Idée philosophique, l’Europe se doit en tout cas d’être héroïque. Elle a sacrifié la pauvre Bosnie, décor mélancolique et sujet souffrant de cet essai en forme d’appel au secours Elle doit se hisser à la hauteur de son propre projet, en choisissant vite l’intégration politique, sans laquelle elle ne pourra survivre et en s’opposant à son ennemi d’aujourd’hui, Vladimir Poutine, qui lui oppose, presque point par point, son cynisme international, son rejet des valeurs occidentales et son expansionnisme chauvin.
Tout cela mérite débat, objections et critiques. Mais nous sommes au cœur de cette rentrée, justement placée sous le signe de l’Europe, de l’Ukraine et de la montée nationaliste en France. Les objections ? On en voit tout de suite deux. Quid, dans cette philippique, du patriotisme ? On célèbre depuis deux mois le Débarquement, la Résistante, la Libération, toutes entreprises impossibles sans patriotisme. L’identité est dangereuse mais l’amour du pays qui vous a vu naître n’est pas forcément exclusif. Dans le même sac que Barrès ou Pétain, on ne peut pas mettre Danton, Lamartine, Jaurès, Moulin ou Mendès France, tous progressistes, tous apôtres de l’ouverture, tous patriotes. Faut-il détester la France pour aimer l’Europe ? On voit bien que non. BHL passe sans s’arrêter sur cette contradiction. Il est logiquement cosmopolite, mais illogiquement aveugle au génie national, celui de la République ou de la Résistante, qui existe pourtant.
L’objection suivante est sociale. Marcher vers le fédéralisme, soit. Mais que restera-t-il de la question sociale, dont BHL n’aime guère se saisir, tout à son projet d’Europe de la culture et de la philosophie ? Si l’Europe construit une société meilleure, plus juste, elle mérite tous les suffrages.

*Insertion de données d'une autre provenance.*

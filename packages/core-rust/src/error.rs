//! Error types for schema construction, paths, queries, and batch execution.

use thiserror::Error;

/// Configuration errors raised while parsing collection definitions or
/// building the relational model.
///
/// These are fatal to startup and never occur at request time.
#[derive(Debug, Error)]
pub enum SchemaError {
    #[error("unknown field type for field '{field}' of collection '{collection}': '{type_name}'")]
    UnknownFieldType {
        collection: String,
        field: String,
        type_name: String,
    },

    #[error(
        "collection {collection} defines a {kind} relationship '{relationship}' \
         involving non-existing collection {target}"
    )]
    UnknownRelationshipTarget {
        collection: String,
        relationship: String,
        kind: &'static str,
        target: String,
    },

    #[error("invalid identifier '{name}' in collection '{collection}'")]
    InvalidIdentifier { collection: String, name: String },

    #[error("invalid definition for collection '{collection}': {message}")]
    InvalidDefinition { collection: String, message: String },
}

impl SchemaError {
    pub fn unknown_field_type(
        collection: impl Into<String>,
        field: impl Into<String>,
        type_name: impl Into<String>,
    ) -> Self {
        Self::UnknownFieldType {
            collection: collection.into(),
            field: field.into(),
            type_name: type_name.into(),
        }
    }

    pub fn invalid_definition(collection: impl Into<String>, message: impl Into<String>) -> Self {
        Self::InvalidDefinition {
            collection: collection.into(),
            message: message.into(),
        }
    }
}

/// Errors from navigating nested objects by [`ObjectPath`](crate::path::ObjectPath).
#[derive(Debug, Clone, PartialEq, Eq, Error)]
pub enum PathError {
    #[error("path '{path}' does not exist in the object")]
    NotFound { path: String },

    #[error("path '{path}' does not point at an object")]
    NotAnObject { path: String },

    #[error("cannot write to an empty path")]
    Empty,
}

/// Errors from compiling a caller query into a [`Filter`](crate::query::Filter).
#[derive(Debug, Clone, PartialEq, Eq, Error)]
pub enum QueryError {
    #[error("unknown operator '{operator}' on field '{field}'")]
    UnknownOperator { field: String, operator: String },

    #[error("operator '{operator}' on field '{field}' expects {expected}")]
    InvalidOperand {
        field: String,
        operator: String,
        expected: &'static str,
    },
}

/// Violations of the batch contract detected while executing or
/// reconstructing an [`OperationBatch`](crate::batch::OperationBatch).
#[derive(Debug, Error)]
pub enum BatchError {
    #[error("placeholder '{placeholder}' is referenced before it was resolved")]
    UnresolvedPlaceholder { placeholder: String },

    #[error("placeholder '{placeholder}' is produced more than once in the batch")]
    DuplicatePlaceholder { placeholder: String },

    #[error("row created for placeholder '{placeholder}' has no primary key field '{field}'")]
    MissingPrimaryKey { placeholder: String, field: String },

    #[error("unknown collection in batch: {collection}")]
    UnknownCollection { collection: String },

    #[error(transparent)]
    Path(#[from] PathError),
}
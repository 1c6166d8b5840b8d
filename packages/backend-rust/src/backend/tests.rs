use std::sync::atomic::{AtomicUsize, Ordering};
use std::sync::Arc;
use std::time::Duration;

use relstore_core::{
    ChildOf, CollectionDefinition, Connects, CustomFieldType, FieldDefinition, Object, OrderBy,
    PrimitiveType, Registry, StorageRegistry, Value,
};
use serde_json::json;

use super::*;

fn object(value: Value) -> Object {
    value.as_object().cloned().unwrap()
}

#[derive(Debug)]
struct UpperCase;

impl CustomFieldType for UpperCase {
    fn name(&self) -> &str {
        "upper"
    }

    fn storage_type(&self) -> PrimitiveType {
        PrimitiveType::String
    }

    fn prepare_for_storage(&self, value: Value) -> anyhow::Result<Value> {
        match value {
            Value::String(s) => Ok(Value::String(s.to_uppercase())),
            other => anyhow::bail!("expected a string, got {other}"),
        }
    }

    fn prepare_from_storage(&self, value: Value) -> anyhow::Result<Value> {
        match value {
            Value::String(s) => Ok(Value::String(s.to_lowercase())),
            other => Ok(other),
        }
    }
}

fn registry() -> Arc<Registry> {
    let mut builder = StorageRegistry::new();
    builder
        .register_collection(
            CollectionDefinition::new("user")
                .field("identifier", FieldDefinition::new(PrimitiveType::String)),
        )
        .register_collection(
            CollectionDefinition::new("email")
                .field("address", FieldDefinition::new(PrimitiveType::String))
                .relationship(ChildOf::new("user")),
        )
        .register_collection(
            CollectionDefinition::new("emailVerification")
                .field("code", FieldDefinition::new(PrimitiveType::String))
                .relationship(ChildOf::single("email")),
        )
        .register_collection(
            CollectionDefinition::new("team").field("label", FieldDefinition::custom(Arc::new(UpperCase))),
        )
        .register_collection(CollectionDefinition::new("membership").relationship(Connects::new("user", "team")));
    Arc::new(builder.finish())
}

async fn backend_with(config: BackendConfig) -> SqlStorageBackend {
    let backend = SqlStorageBackend::in_memory(config);
    backend.configure(registry()).unwrap();
    backend.migrate(None).await.unwrap();
    backend
}

async fn backend() -> SqlStorageBackend {
    backend_with(BackendConfig::default()).await
}

async fn all(backend: &SqlStorageBackend, collection: &str) -> Vec<Object> {
    backend
        .find_objects(
            collection,
            &Object::new(),
            &FindOptions {
                order: vec![OrderBy::asc("id")],
                ..FindOptions::default()
            },
        )
        .await
        .unwrap()
}

#[derive(Debug)]
enum RunnerError {
    Storage(StorageError),
    Aborted(&'static str),
}

impl From<StorageError> for RunnerError {
    fn from(err: StorageError) -> Self {
        Self::Storage(err)
    }
}

#[tokio::test]
async fn create_then_find_user() {
    let backend = backend().await;
    let created = backend
        .create_object("user", object(json!({"identifier": "joe"})), &CreateOptions::default())
        .await
        .unwrap();
    assert_eq!(Value::Object(created.object), json!({"id": 1, "identifier": "joe"}));

    let found = backend
        .find_objects("user", &object(json!({"identifier": "joe"})), &FindOptions::default())
        .await
        .unwrap();
    assert_eq!(found, vec![object(json!({"id": 1, "identifier": "joe"}))]);
}
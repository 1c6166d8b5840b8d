//! Object-graph batch execution.

use std::time::Instant;

use relstore_core::{BatchExecutionResult, BatchOperation, PlaceholderTable, TransactionContext};
use tracing::{debug, info_span, Instrument};

use super::{SqlStorageBackend, UpdateOptions};
use crate::error::StorageError;

impl SqlStorageBackend {
    /// Executes `batch` in order under `ctx`.
    ///
    /// Creates are raw inserts: their `replace` entries are resolved from
    /// earlier creates of the same batch and the result is never dissected
    /// again. The caller owns the transaction, so a failure here leaves the
    /// rollback to it.
    pub(super) async fn run_batch(
        &self,
        batch: &[BatchOperation],
        ctx: &TransactionContext,
    ) -> Result<BatchExecutionResult, StorageError> {
        let span = info_span!(
            "batch",
            txn = %ctx.id,
            database = %ctx.database,
            operations = batch.len(),
            duration_ms = tracing::field::Empty,
            outcome = tracing::field::Empty,
        );

        async move {
            let start = Instant::now();
            let result = self.run_batch_operations(batch, ctx).await;

            #[allow(clippy::cast_possible_truncation)]
            let duration_ms = start.elapsed().as_millis() as u64;
            let outcome = if result.is_ok() { "ok" } else { "error" };
            tracing::Span::current().record("duration_ms", duration_ms);
            tracing::Span::current().record("outcome", outcome);
            debug!(duration_ms, outcome, "batch complete");

            result
        }
        .instrument(span)
        .await
    }

    async fn run_batch_operations(
        &self,
        batch: &[BatchOperation],
        ctx: &TransactionContext,
    ) -> Result<BatchExecutionResult, StorageError> {
        let state = self.state()?;
        let mut placeholders = PlaceholderTable::new();

        for operation in batch {
            match operation {
                BatchOperation::CreateObject(create) => {
                    let (definition, _) = state.collection(&create.collection)?;
                    let mut args = create.args.clone();
                    placeholders.apply_replacements(&mut args, &create.replace)?;
                    let object = self
                        .raw_create(&state, &create.collection, args, ctx)
                        .await?;
                    let resolved = placeholders.register(
                        create.placeholder.clone(),
                        &create.collection,
                        &definition.pk_index,
                        object,
                    )?;
                    debug!(
                        collection = %create.collection,
                        placeholder = %create.placeholder,
                        primary_key = %resolved.primary_key,
                        "batch object created"
                    );
                }
                BatchOperation::UpdateObjects(update) => {
                    let affected = self
                        .update_in(
                            &update.collection,
                            &update.where_,
                            update.updates.clone(),
                            &UpdateOptions::default(),
                            Some(ctx),
                        )
                        .await?;
                    debug!(collection = %update.collection, affected, "batch update applied");
                }
            }
        }

        Ok(placeholders.into_result())
    }
}
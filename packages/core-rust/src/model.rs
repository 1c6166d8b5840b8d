//! Relational schema mapper.
//!
//! Turns the finalized [`Registry`] into a [`RelationalModel`]: one
//! [`TableSpec`] per collection plus an explicit list of [`Association`]s.
//! The model is built once per registry and shared read-only by every
//! relational engine (one per named database).

use std::collections::BTreeMap;
use std::sync::LazyLock;

use regex::Regex;

use crate::error::SchemaError;
use crate::registry::Registry;
use crate::schema::{ChildOf, CollectionDefinition, Connects, FieldDefinition, PrimitiveType, Relationship};

/// Table and column names are interpolated into SQL, so they are restricted
/// to plain identifiers.
static IDENTIFIER: LazyLock<Regex> =
    LazyLock::new(|| Regex::new(r"^[A-Za-z_][A-Za-z0-9_]*$").expect("valid identifier regex"));

#[derive(Debug, Clone, Copy, PartialEq, Eq)]
pub enum ColumnType {
    Integer,
    Text,
    Json,
    Date,
    Float,
    String,
    Boolean,
}

impl ColumnType {
    #[must_use]
    pub const fn for_primitive(primitive: PrimitiveType) -> Self {
        match primitive {
            PrimitiveType::AutoPk | PrimitiveType::Int => Self::Integer,
            PrimitiveType::Text => Self::Text,
            PrimitiveType::Json => Self::Json,
            PrimitiveType::Datetime => Self::Date,
            PrimitiveType::Timestamp | PrimitiveType::Float => Self::Float,
            PrimitiveType::String => Self::String,
            PrimitiveType::Boolean => Self::Boolean,
        }
    }
}

/// Foreign-key target of a column.
#[derive(Debug, Clone, PartialEq, Eq)]
pub struct ColumnReference {
    pub table: String,
    pub column: String,
}

#[derive(Debug, Clone, PartialEq, Eq)]
pub struct ColumnSpec {
    pub name: String,
    pub column_type: ColumnType,
    pub nullable: bool,
    pub primary_key: bool,
    pub auto_increment: bool,
    pub references: Option<ColumnReference>,
}

impl ColumnSpec {
    fn from_field(name: &str, field: &FieldDefinition, is_pk: bool) -> Self {
        let primitive = field.field_type.primitive_type();
        let auto_increment = primitive == PrimitiveType::AutoPk;
        Self {
            name: name.to_string(),
            column_type: ColumnType::for_primitive(primitive),
            nullable: field.optional && !is_pk && !auto_increment,
            primary_key: is_pk,
            auto_increment,
            references: None,
        }
    }

    fn foreign_key(name: &str, target: &TableSpec) -> Self {
        let target_pk = target.primary_key_column();
        Self {
            name: name.to_string(),
            column_type: target_pk.map_or(ColumnType::Integer, |pk| pk.column_type),
            nullable: true,
            primary_key: false,
            auto_increment: false,
            references: Some(ColumnReference {
                table: target.name.clone(),
                column: target.primary_key.clone(),
            }),
        }
    }
}

#[derive(Debug, Clone, PartialEq, Eq)]
pub struct TableSpec {
    pub name: String,
    /// Column holding the generated primary key.
    pub primary_key: String,
    pub columns: Vec<ColumnSpec>,
}

impl TableSpec {
    #[must_use]
    pub fn column(&self, name: &str) -> Option<&ColumnSpec> {
        self.columns.iter().find(|column| column.name == name)
    }

    #[must_use]
    pub fn primary_key_column(&self) -> Option<&ColumnSpec> {
        self.column(&self.primary_key)
    }

    #[must_use]
    pub fn has_column(&self, name: &str) -> bool {
        self.column(name).is_some()
    }

    /// Names of tables this table references through foreign keys.
    pub fn referenced_tables(&self) -> impl Iterator<Item = &str> {
        self.columns
            .iter()
            .filter_map(|column| column.references.as_ref().map(|r| r.table.as_str()))
    }
}

#[derive(Debug, Clone, PartialEq, Eq)]
pub enum AssociationKind {
    /// `ChildOf { single: true }`: the target has one owning row.
    HasOne,
    /// `ChildOf { single: false }`: the target has many owning rows.
    HasMany,
    /// `Connects`: many-to-many through the declaring collection.
    BelongsToMany { through: String },
}

/// One relationship edge, declared once at model-build time.
#[derive(Debug, Clone, PartialEq, Eq)]
pub struct Association {
    pub kind: AssociationKind,
    /// Table the association is declared on (the "one" side for has-one/has-many).
    pub source: String,
    /// Table holding the foreign key (or the far side for many-to-many).
    pub target: String,
    pub foreign_key: String,
}

/// Relational columns and associations derived from one collection.
#[derive(Debug, Clone, PartialEq, Eq)]
pub struct CollectionModel {
    pub table: TableSpec,
    pub associations: Vec<Association>,
}

/// The whole relational schema for a registry.
#[derive(Debug, Clone, PartialEq, Eq)]
pub struct RelationalModel {
    tables: BTreeMap<String, TableSpec>,
    associations: Vec<Association>,
}

impl RelationalModel {
    /// Maps every collection in the registry.
    ///
    /// # Errors
    ///
    /// Returns a [`SchemaError`] naming the offending collection when a
    /// relationship targets an unknown collection or a name is not a valid
    /// SQL identifier.
    pub fn build(registry: &Registry) -> Result<Self, SchemaError> {
        // Field columns first so foreign keys can look up the target's pk type.
        let base: BTreeMap<String, TableSpec> = registry
            .collections()
            .map(|definition| field_table(definition).map(|table| (table.name.clone(), table)))
            .collect::<Result<_, _>>()?;

        let mut tables = BTreeMap::new();
        let mut associations = Vec::new();
        for definition in registry.collections() {
            let model = map_relationships(definition, &base)?;
            associations.extend(model.associations);
            tables.insert(model.table.name.clone(), model.table);
        }

        tracing::info!(
            tables = tables.len(),
            associations = associations.len(),
            "relational model built"
        );
        Ok(Self {
            tables,
            associations,
        })
    }

    #[must_use]
    pub fn table(&self, name: &str) -> Option<&TableSpec> {
        self.tables.get(name)
    }

    pub fn tables(&self) -> impl Iterator<Item = &TableSpec> {
        self.tables.values()
    }

    #[must_use]
    pub fn associations(&self) -> &[Association] {
        &self.associations
    }

    /// Tables ordered so that every referenced table comes before the tables
    /// referencing it. Tables caught in a reference cycle keep name order.
    #[must_use]
    pub fn creation_order(&self) -> Vec<&TableSpec> {
        let mut ordered: Vec<&TableSpec> = Vec::with_capacity(self.tables.len());
        let mut remaining: Vec<&TableSpec> = self.tables.values().collect();

        while !remaining.is_empty() {
            let ready = remaining.iter().position(|table| {
                table.referenced_tables().all(|target| {
                    target == table.name || ordered.iter().any(|done| done.name == target)
                })
            });
            // A cycle has no ready table; break it at the first remaining one.
            let index = ready.unwrap_or(0);
            ordered.push(remaining.remove(index));
        }
        ordered
    }
}

/// Maps a single collection against the registry it belongs to.
///
/// # Errors
///
/// Same conditions as [`RelationalModel::build`], restricted to this collection.
pub fn map_collection(
    definition: &CollectionDefinition,
    registry: &Registry,
) -> Result<CollectionModel, SchemaError> {
    let mut base = BTreeMap::new();
    for other in registry.collections() {
        let table = field_table(other)?;
        base.insert(table.name.clone(), table);
    }
    if !base.contains_key(&definition.name) {
        let table = field_table(definition)?;
        base.insert(table.name.clone(), table);
    }
    map_relationships(definition, &base)
}

fn check_identifier(collection: &str, name: &str) -> Result<(), SchemaError> {
    if IDENTIFIER.is_match(name) {
        Ok(())
    } else {
        Err(SchemaError::InvalidIdentifier {
            collection: collection.to_string(),
            name: name.to_string(),
        })
    }
}

fn field_table(definition: &CollectionDefinition) -> Result<TableSpec, SchemaError> {
    check_identifier(&definition.name, &definition.name)?;

    let mut columns = Vec::with_capacity(definition.fields.len());
    for (name, field) in &definition.fields {
        check_identifier(&definition.name, name)?;
        columns.push(ColumnSpec::from_field(
            name,
            field,
            *name == definition.pk_index,
        ));
    }

    Ok(TableSpec {
        name: definition.name.clone(),
        primary_key: definition.pk_index.clone(),
        columns,
    })
}

fn map_relationships(
    definition: &CollectionDefinition,
    base: &BTreeMap<String, TableSpec>,
) -> Result<CollectionModel, SchemaError> {
    let mut table = base
        .get(&definition.name)
        .cloned()
        .ok_or_else(|| SchemaError::invalid_definition(&definition.name, "collection is not registered"))?;
    let mut associations = Vec::new();

    for relationship in &definition.relationships {
        match relationship {
            Relationship::ChildOf(rel) => {
                let target = lookup_target(definition, base, &rel.alias, "childOf", &rel.target_collection)?;
                add_foreign_key(&mut table, &definition.name, &rel.field_name, target)?;
                associations.push(child_of_association(&definition.name, rel));
            }
            Relationship::Connects(rel) => {
                let relationship_name = rel.aliases.join("/");
                for (side, collection) in rel.collections.iter().enumerate() {
                    let target = lookup_target(definition, base, &relationship_name, "connects", collection)?;
                    add_foreign_key(&mut table, &definition.name, &rel.field_names[side], target)?;
                }
                associations.extend(connects_associations(&definition.name, rel));
            }
        }
    }

    Ok(CollectionModel {
        table,
        associations,
    })
}

fn lookup_target<'a>(
    definition: &CollectionDefinition,
    base: &'a BTreeMap<String, TableSpec>,
    relationship: &str,
    kind: &'static str,
    target: &str,
) -> Result<&'a TableSpec, SchemaError> {
    base.get(target)
        .ok_or_else(|| SchemaError::UnknownRelationshipTarget {
            collection: definition.name.clone(),
            relationship: relationship.to_string(),
            kind,
            target: target.to_string(),
        })
}

fn add_foreign_key(
    table: &mut TableSpec,
    collection: &str,
    field_name: &str,
    target: &TableSpec,
) -> Result<(), SchemaError> {
    check_identifier(collection, field_name)?;
    // A declared field of the same name already provides the column.
    if !table.has_column(field_name) {
        table.columns.push(ColumnSpec::foreign_key(field_name, target));
    }
    Ok(())
}

fn child_of_association(collection: &str, rel: &ChildOf) -> Association {
    Association {
        kind: if rel.single {
            AssociationKind::HasOne
        } else {
            AssociationKind::HasMany
        },
        source: rel.target_collection.clone(),
        target: collection.to_string(),
        foreign_key: rel.field_name.clone(),
    }
}

fn connects_associations(collection: &str, rel: &Connects) -> [Association; 2] {
    let [left, right] = &rel.collections;
    [
        Association {
            kind: AssociationKind::BelongsToMany {
                through: collection.to_string(),
            },
            source: left.clone(),
            target: right.clone(),
            foreign_key: rel.field_names[0].clone(),
        },
        Association {
            kind: AssociationKind::BelongsToMany {
                through: collection.to_string(),
            },
            source: right.clone(),
            target: left.clone(),
            foreign_key: rel.field_names[1].clone(),
        },
    ]
}
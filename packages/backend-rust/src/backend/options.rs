//! Per-operation options and the named-operation surface.

use relstore_core::{BatchExecutionResult, Object, OperationBatch, OrderBy};

#[derive(Debug, Clone, Default, PartialEq, Eq)]
pub struct CreateOptions {
    /// Target database; the default one when `None`.
    pub database: Option<String>,
}

#[derive(Debug, Clone, Default, PartialEq, Eq)]
pub struct FindOptions {
    pub database: Option<String>,
    pub order: Vec<OrderBy>,
    pub limit: Option<u64>,
}

#[derive(Debug, Clone, Default, PartialEq, Eq)]
pub struct CountOptions {
    pub database: Option<String>,
}

#[derive(Debug, Clone, Default, PartialEq, Eq)]
pub struct UpdateOptions {
    pub database: Option<String>,
}

#[derive(Debug, Clone, Default, PartialEq, Eq)]
pub struct DeleteOptions {
    pub database: Option<String>,
    /// Abort when more than this many objects match.
    pub limit: Option<u64>,
}

impl DeleteOptions {
    #[must_use]
    pub fn limit(limit: u64) -> Self {
        Self {
            database: None,
            limit: Some(limit),
        }
    }
}

/// The request object with every generated primary key written back.
#[derive(Debug, Clone, PartialEq)]
pub struct CreateResult {
    pub object: Object,
}

/// A primitive storage operation addressed by name.
#[derive(Debug, Clone, PartialEq)]
pub enum Operation {
    CreateObject {
        collection: String,
        args: Object,
        options: CreateOptions,
    },
    FindObjects {
        collection: String,
        query: Object,
        options: FindOptions,
    },
    CountObjects {
        collection: String,
        query: Object,
        options: CountOptions,
    },
    UpdateObjects {
        collection: String,
        query: Object,
        updates: Object,
        options: UpdateOptions,
    },
    DeleteObjects {
        collection: String,
        query: Object,
        options: DeleteOptions,
    },
    ExecuteBatch {
        batch: OperationBatch,
    },
}

impl Operation {
    #[must_use]
    pub const fn name(&self) -> &'static str {
        match self {
            Self::CreateObject { .. } => "createObject",
            Self::FindObjects { .. } => "findObjects",
            Self::CountObjects { .. } => "countObjects",
            Self::UpdateObjects { .. } => "updateObjects",
            Self::DeleteObjects { .. } => "deleteObjects",
            Self::ExecuteBatch { .. } => "executeBatch",
        }
    }
}

#[derive(Debug, Clone, PartialEq)]
pub enum OperationOutput {
    Created(CreateResult),
    Objects(Vec<Object>),
    Count(u64),
    /// Rows touched by an update or delete.
    Affected(u64),
    Batch(BatchExecutionResult),
}
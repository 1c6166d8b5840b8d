//! Default dissector for `ChildOf` nesting.

use crate::batch::{
    BatchOperation, CreateObjectDissection, CreateObjectOperation, DissectionStep, OperationBatch,
    Placeholder, ReplaceEntry,
};
use crate::error::BatchError;
use crate::path::ObjectPath;
use crate::registry::Registry;
use crate::traits::Dissector;
use crate::types::{Object, Value};

/// Dissects nested children keyed by collection name.
///
/// In a request against `user`, a key `email` holding an object or an array
/// of objects becomes one `CreateObject` per child when `email` has a
/// `ChildOf` relationship targeting `user`. Each child's relationship alias
/// is replaced with the parent's placeholder. Placeholders are `"1"`, `"2"`,
/// ... in creation order.
#[derive(Debug, Clone, Copy, Default)]
pub struct ChildOfDissector;

impl ChildOfDissector {
    #[must_use]
    pub const fn new() -> Self {
        Self
    }
}

impl Dissector for ChildOfDissector {
    fn dissect(
        &self,
        registry: &Registry,
        collection: &str,
        args: &Object,
    ) -> anyhow::Result<(OperationBatch, CreateObjectDissection)> {
        let mut state = DissectionState::default();
        state.visit(registry, collection, args, &ObjectPath::root(), None)?;
        Ok((state.batch, state.dissection))
    }
}

#[derive(Default)]
struct DissectionState {
    batch: OperationBatch,
    dissection: CreateObjectDissection,
    next: u64,
}

/// Parent placeholder plus the alias a child uses to reference it.
struct ParentLink<'a> {
    placeholder: Placeholder,
    alias: &'a str,
}

impl DissectionState {
    fn next_placeholder(&mut self) -> Placeholder {
        self.next += 1;
        Placeholder::new(self.next.to_string())
    }

    fn visit(
        &mut self,
        registry: &Registry,
        collection: &str,
        object: &Object,
        path: &ObjectPath,
        parent: Option<ParentLink<'_>>,
    ) -> Result<(), BatchError> {
        if !registry.contains(collection) {
            return Err(BatchError::UnknownCollection {
                collection: collection.to_string(),
            });
        }

        let placeholder = self.next_placeholder();
        let mut args = Object::new();
        let mut children = Vec::new();
        for (key, value) in object {
            let child = registry
                .children_of(collection)
                .find(|(definition, _)| definition.name == *key)
                .filter(|_| holds_objects(value));
            match child {
                Some((definition, relationship)) => {
                    children.push((key, value, definition.name.as_str(), relationship.alias.as_str()));
                }
                None => {
                    args.insert(key.clone(), value.clone());
                }
            }
        }

        let replace = parent
            .map(|link| {
                vec![ReplaceEntry {
                    path: ObjectPath::key(link.alias),
                    placeholder: link.placeholder,
                }]
            })
            .unwrap_or_default();
        self.batch.push(BatchOperation::CreateObject(CreateObjectOperation {
            collection: collection.to_string(),
            args,
            placeholder: placeholder.clone(),
            replace,
        }));
        self.dissection.push(DissectionStep {
            path: path.clone(),
            placeholder: placeholder.clone(),
        });

        for (key, value, child_collection, alias) in children {
            let link = || ParentLink {
                placeholder: placeholder.clone(),
                alias,
            };
            match value {
                Value::Object(nested) => {
                    self.visit(registry, child_collection, nested, &path.child(key.as_str()), Some(link()))?;
                }
                Value::Array(items) => {
                    for (index, item) in items.iter().enumerate() {
                        if let Value::Object(nested) = item {
                            let item_path = path.child(key.as_str()).child(index);
                            self.visit(registry, child_collection, nested, &item_path, Some(link()))?;
                        }
                    }
                }
                _ => {}
            }
        }
        Ok(())
    }
}

fn holds_objects(value: &Value) -> bool {
    match value {
        Value::Object(_) => true,
        Value::Array(items) => !items.is_empty() && items.iter().all(Value::is_object),
        _ => false,
    }
}
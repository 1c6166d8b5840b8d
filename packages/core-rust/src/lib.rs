//! relstore core: schema registry, relational mapper, relationship field
//! translation, and object-graph batches.

pub mod batch;
pub mod context;
pub mod dissect;
pub mod error;
pub mod model;
pub mod path;
pub mod query;
pub mod registry;
pub mod relationships;
pub mod schema;
pub mod traits;
pub mod types;

pub use batch::{
    reconstruct_created_object, BatchExecutionResult, BatchOperation, CreateObjectDissection,
    CreateObjectOperation, DissectionStep, OperationBatch, Placeholder, PlaceholderTable,
    ReplaceEntry, ResolvedObject, UpdateObjectsOperation,
};
pub use context::{TransactionContext, TransactionId};
pub use dissect::ChildOfDissector;
pub use error::{BatchError, PathError, QueryError, SchemaError};
pub use model::{
    Association, AssociationKind, ColumnReference, ColumnSpec, ColumnType, RelationalModel,
    TableSpec,
};
pub use path::{ObjectPath, PathSegment};
pub use query::{CompareOp, Condition, Direction, Filter, OrderBy};
pub use registry::{Registry, StorageRegistry};
pub use schema::{
    ChildOf, CollectionDefinition, Connects, CustomFieldType, FieldDefinition, FieldType,
    PrimitiveType, Relationship,
};
pub use traits::Dissector;
pub use types::{Object, Value};
//! relstore backend: relational engines, the transaction coordinator, and
//! object-graph batch execution on top of `relstore-core`.

pub mod backend;
pub mod config;
pub mod engine;
pub mod error;
pub mod telemetry;

pub use backend::{
    CountOptions, CreateOptions, CreateResult, DeleteOptions, FindOptions, Operation,
    OperationOutput, SqlStorageBackend, TransactionScope, UpdateOptions,
};
pub use config::{BackendArgs, BackendConfig};
pub use engine::memory::MemoryEngineError;
pub use engine::{MemoryEngine, RelationalEngine};
#[cfg(feature = "postgres")]
pub use engine::PostgresEngine;
pub use error::StorageError;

Mais si elle ne le fait pas ? Peut-on entrer dans une fédération où l’on sera, par construction, minoritaire, contraint d’accepter des règles économiques et sociales qu’on récuse chez soi ? C’est la deuxième aporie du raisonnement béhachélien. Contraint à la rigueur et à une politique qui désoriente ses électeurs, François Hollande en sait quelque chose.